PATTERN Cited by 1 source
WebSocket relay over logical replication¶
Problem¶
You want to deliver database-sourced events to browser clients in real time. Browsers can't subscribe to a Postgres replication slot directly — there's no way for a browser to speak the Postgres streaming-replication protocol, and you wouldn't want it to even if it could (auth + backpressure + ordering-state-per-session would all be a mess).
Solution¶
Put a small relay process between Postgres and browsers:
- Server-to-database side: the relay opens a long-lived logical replication subscription against a Postgres publication.

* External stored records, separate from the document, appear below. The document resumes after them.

//! Trace context carried across host web requests.
//!
//! A web request leaves the plugin in one `update` call and its result comes back in
//! another. The ids of the span that issued the request travel in the request's
//! context map, so the span handling the response can be parented to it.

use std::collections::BTreeMap;

const TRACE_ID_KEY: &str = "trace_id";
const PARENT_SPAN_ID_KEY: &str = "parent_span_id";

/// Serializable reference to an OpenTelemetry span.
#[derive(Debug, Clone, PartialEq, Eq)]
pub struct TraceContext {
    /// Trace id as 32 hex characters.
    pub trace_id: String,
    /// Span id as 16 hex characters.
    pub parent_span_id: String,
}

impl TraceContext {
    /// Captures the ids of the current `tracing` span.
    ///
    /// Returns `None` when no OpenTelemetry layer is installed or the span is not
    /// sampled.
    #[must_use]
    pub fn from_current() -> Option<Self> {
        use opentelemetry::trace::TraceContextExt;
        use tracing_opentelemetry::OpenTelemetrySpanExt;

        let otel_context = tracing::Span::current().context();
        let span_ref = otel_context.span();
        let span_context = span_ref.span_context();

        if !span_context.is_valid() {
            return None;
        }

        Some(Self {
            trace_id: format!("{:032x}", span_context.trace_id()),
            parent_span_id: format!("{:016x}", span_context.span_id()),
        })
    }

    /// Writes the ids into a web-request context map.
    pub fn inject(&self, context: &mut BTreeMap<String, String>) {
        context.insert(TRACE_ID_KEY.to_string(), self.trace_id.clone());
        context.insert(PARENT_SPAN_ID_KEY.to_string(), self.parent_span_id.clone());
    }

    /// Reads the ids back out of a web-request context map.
    #[must_use]
    pub fn extract(context: &BTreeMap<String, String>) -> Option<Self> {
        Some(Self {
            trace_id: context.get(TRACE_ID_KEY)?.clone(),
            parent_span_id: context.get(PARENT_SPAN_ID_KEY)?.clone(),
        })
    }

    /// Makes this context the remote parent of `span`.
    ///
    /// Returns `false` if the ids do not parse, leaving the span untouched.
    pub fn adopt(&self, span: &tracing::Span) -> bool {
        use opentelemetry::trace::{
            SpanContext, SpanId, TraceContextExt, TraceFlags, TraceId, TraceState,
        };
        use tracing_opentelemetry::OpenTelemetrySpanExt;

        let (Ok(trace_id), Ok(span_id)) = (
            TraceId::from_hex(&self.trace_id),
            SpanId::from_hex(&self.parent_span_id),
        ) else {
            return false;
        };
        let span_context = SpanContext::new(
            trace_id,
            span_id,
            TraceFlags::SAMPLED,
            true,
            TraceState::default(),
        );

        span.set_parent(opentelemetry::Context::new().with_remote_span_context(span_context));
        true
    }
}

- Server-to-browser side: the relay accepts WebSocket
connections from browsers, routes inbound messages into
INSERTs on the publication's tables, and fans out received replication events to whichever connected clients the event is addressed to.
The relay is the narrow waist: browsers speak WebSocket; Postgres speaks logical replication; neither has to know the other exists.
Architecture¶
Browser ──WebSocket──▶ relay ──INSERT──▶ Postgres (publication)
Browser ◀─WebSocket── relay ◀─replication── Postgres (slot)
The write and fan-out paths share the database as the single source
of truth. Per-event routing is trivial — each row carries its own
to_id / session_id / channel_id column, and the relay consults
its in-memory map of {client → websocket} to forward the event.
Mechanism details from the canonical instance¶
From sources/2026-02-27-planetscale-video-conferencing-with-postgres
(Nick Van Wiggeren's pg-relay, ~400 lines of TypeScript):
- Browser captures a JPEG frame, packs it into a binary WebSocket message with a small JSON header (session ID, sequence number, recipient), and sends it to the relay.
- Relay validates the session is active, then:
INSERT INTO video_frames (session_id, from_id, to_id, seq, width, height, jpeg)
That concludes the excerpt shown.